Madrid, June 1: Harry Kane faces an anxious wait to see if he will be included in the Tottenham team for the Champions League final.
Speaking to reporters ahead of Saturday's final in Madrid, Mauricio Pochettino indicated it will be "painful" to have to decide whether to play Kane, who will hope to have proven his fitness sufficiently in training.
Kane is Tottenham's talisman, but he has not played since injuring his ankle in the first leg of the quarter-final against Manchester City in early April.
The England captain's availability is a massive boost for Spurs' chances of winning their maiden Champions League title - but should he be in their starting XI? Two Omnisport writers offer opposing views to the big question ahead of the game.
Kane should be benched - Jamie Smith
Pochettino faces an unenviable call, but the right move would be for Kane to be named among the substitutes.
Kane often takes time to reach full speed after an injury and the Champions League final is not the place for him to feel his way back into action.
Neither would it be fair for one of Spurs' heroes from the semi-final against Ajax to be left out for someone who played no part in that remarkable comeback.
Lucas Moura would be the most likely player to drop out for Kane but, without the Brazilian's stunning hat-trick in Amsterdam, Spurs would not have made it to Madrid.
It is not just a question of fairness, either. Liverpool will press their opponents and Tottenham need to do the same, as they did in unsettling City in that epic quarter-final.

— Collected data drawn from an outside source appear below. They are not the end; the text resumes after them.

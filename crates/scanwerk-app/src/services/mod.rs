// SPDX-License-Identifier: PMPL-1.0-or-later
// Copyright (c) 2026 Jonathan D.A. Jewell (hyperpolymath) <jonathan.jewell@open.ac.uk>
//
// Service layer: persistence and environment around the scan controller.

pub mod app_services;
pub mod data_dir;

Kane is a brilliant striker, probably the best number nine in the world, but Lucas and Son Heung-min are better equipped for this role.
And what an asset Kane would be for Pochettino to use in the second half if Spurs need a goal.
Kane must start - Ben Spratt
This is surely the best chance Tottenham will ever get to win the Champions League, potentially making it Kane's best opportunity to triumph, too.
Having won the Golden Boot in the Premier League twice, as well as last year's World Cup in Russia, he will be itching to prove himself in the biggest club match of all.
If Kane was 100 per cent fit, there would be no question over his role. And he may well be healthy, given that it has been almost two months since he went down with injury.
Either way, Spurs are facing a Liverpool side who have demonstrated in a pair of Premier League matches that they are stronger than Pochettino's men, who need all the help they can get to upset the odds.
Kane is likely to feature at some stage, whether from the start or as a substitute, so why wait until the closing stages to introduce a highly motivated, incredibly talented scorer?
Tottenham's best results this season have come in chaotic contests where goals have gone in at both ends. Think back to those second legs against Manchester City and Ajax.
Such a thrilling approach would only be more effective with a clinical Kane in the side.